| Saved data entries |
═══
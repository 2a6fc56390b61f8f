//! Core formatting traits and implementations
//!
//! This module defines the output formatting interface and provides
//! a plain text implementation with table formatting capabilities.

use crate::{
    error::Result,
    models::{LatencySeries, RunAggregate},
};
use std::path::Path;

/// Main trait for output formatting
pub trait OutputFormatter {
    /// Format a header section
    fn format_header(&self, title: &str) -> Result<String>;

    /// Format per-run averages as a table
    fn format_series_table(&self, series: &LatencySeries) -> Result<String>;

    /// Format the closing line naming the written chart
    fn format_chart_written(&self, path: &Path) -> Result<String>;

    /// Format warning messages
    fn format_warning(&self, warning: &str) -> Result<String>;
}

/// Configuration options for formatting
#[derive(Debug, Clone)]
pub struct FormattingOptions {
    /// Enable colored output
    pub enable_color: bool,
    /// Show the directory of every run
    pub verbose_mode: bool,
    /// Show table borders
    pub table_borders: bool,
}

impl Default for FormattingOptions {
    fn default() -> Self {
        Self {
            enable_color: true,
            verbose_mode: false,
            table_borders: true,
        }
    }
}

/// Text alignment options
#[derive(Debug, Clone, Copy, PartialEq)]
pub enum Alignment {
    Left,
    Right,
}

/// Column definition for table formatting
#[derive(Debug, Clone)]
pub struct Column {
    pub header: String,
    pub alignment: Alignment,
}

impl Column {
    pub fn new(header: &str, alignment: Alignment) -> Self {
        Self {
            header: header.to_string(),
            alignment,
        }
    }
}

/// Row data for table formatting
pub type RowData = Vec<String>;

/// Columns of the per-run table
pub(crate) fn series_columns(verbose: bool) -> Vec<Column> {
    let mut columns = vec![
        Column::new("Clients", Alignment::Right),
        Column::new("Files", Alignment::Right),
        Column::new("Query avg (ms)", Alignment::Right),
        Column::new("Buy avg (ms)", Alignment::Right),
    ];
    if verbose {
        columns.push(Column::new("Directory", Alignment::Left));
    }
    columns
}

/// Average with fixed precision, `n/a` for runs without data
pub(crate) fn format_latency(value: f64) -> String {
    if value.is_nan() {
        "n/a".to_string()
    } else {
        format!("{:.3}", value)
    }
}

pub(crate) fn series_row(run: &RunAggregate, verbose: bool) -> RowData {
    let mut row = vec![
        run.clients.to_string(),
        run.sample_count.to_string(),
        format_latency(run.query_avg),
        format_latency(run.buy_avg),
    ];
    if verbose {
        row.push(run.directory.display().to_string());
    }
    row
}

/// Display width of a cell, ignoring ANSI color sequences
pub(crate) fn visible_width(text: &str) -> usize {
    let mut width = 0;
    let mut in_escape = false;
    for c in text.chars() {
        match (in_escape, c) {
            (false, '\x1b') => in_escape = true,
            (true, 'm') => in_escape = false,
            (true, _) => {}
            (false, _) => width += 1,
        }
    }
    width
}

/// Plain text formatter implementation
pub struct PlainFormatter {
    options: FormattingOptions,
}

impl PlainFormatter {
    /// Create a new plain formatter with options
    pub fn new(options: FormattingOptions) -> Self {
        Self { options }
    }

    /// Create a table with the given columns and data
    pub fn create_table(&self, columns: &[Column], rows: &[RowData]) -> String {
        if rows.is_empty() {
            return String::new();
        }

        let widths = Self::calculate_column_widths(columns, rows);
        let mut output = String::new();

        if self.options.table_borders {
            output.push_str(&Self::create_horizontal_border(&widths));
            output.push('\n');
        }

        let headers: Vec<String> = columns.iter().map(|c| c.header.clone()).collect();
        output.push_str(&self.create_row(&headers, &widths, columns));
        output.push('\n');

        if self.options.table_borders {
            output.push_str(&Self::create_horizontal_border(&widths));
            output.push('\n');
        }

        for row in rows {
            output.push_str(&self.create_row(row, &widths, columns));
            output.push('\n');
        }

        if self.options.table_borders {
            output.push_str(&Self::create_horizontal_border(&widths));
        }

        output
    }

    fn calculate_column_widths(columns: &[Column], rows: &[RowData]) -> Vec<usize> {
        columns
            .iter()
            .enumerate()
            .map(|(idx, column)| {
                rows.iter()
                    .filter_map(|row| row.get(idx))
                    .map(|cell| visible_width(cell))
                    .fold(column.header.chars().count(), usize::max)
            })
            .collect()
    }

    fn create_horizontal_border(widths: &[usize]) -> String {
        let segments: Vec<String> = widths.iter().map(|w| "-".repeat(w + 2)).collect();
        format!("+{}+", segments.join("+"))
    }

    fn create_row(&self, cells: &[String], widths: &[usize], columns: &[Column]) -> String {
        let formatted: Vec<String> = widths
            .iter()
            .enumerate()
            .map(|(idx, &width)| {
                let cell = cells.get(idx).map(String::as_str).unwrap_or("");
                match columns.get(idx).map(|c| c.alignment) {
                    Some(Alignment::Left) | None => format!(" {:<width$} ", cell, width = width),
                    Some(Alignment::Right) => format!(" {:>width$} ", cell, width = width),
                }
            })
            .collect();

        if self.options.table_borders {
            format!("|{}|", formatted.join("|"))
        } else {
            formatted.join(" ").trim_end().to_string()
        }
    }
}

impl OutputFormatter for PlainFormatter {
    fn format_header(&self, title: &str) -> Result<String> {
        Ok(format!("{}\n{}", title, "=".repeat(title.chars().count())))
    }

    fn format_series_table(&self, series: &LatencySeries) -> Result<String> {
        if series.runs.is_empty() {
            return Ok("No runs aggregated.".to_string());
        }

        let verbose = self.options.verbose_mode;
        let rows: Vec<RowData> = series.runs.iter().map(|run| series_row(run, verbose)).collect();
        Ok(self.create_table(&series_columns(verbose), &rows))
    }

    fn format_chart_written(&self, path: &Path) -> Result<String> {
        Ok(format!("Chart written to {}", path.display()))
    }

    fn format_warning(&self, warning: &str) -> Result<String> {
        Ok(format!("Warning: {}", warning))
    }
}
═══
| Task directions |
Where the word "iter" shows up in a line of the records above, count that line; then give the count by itself.

| Answer section |
6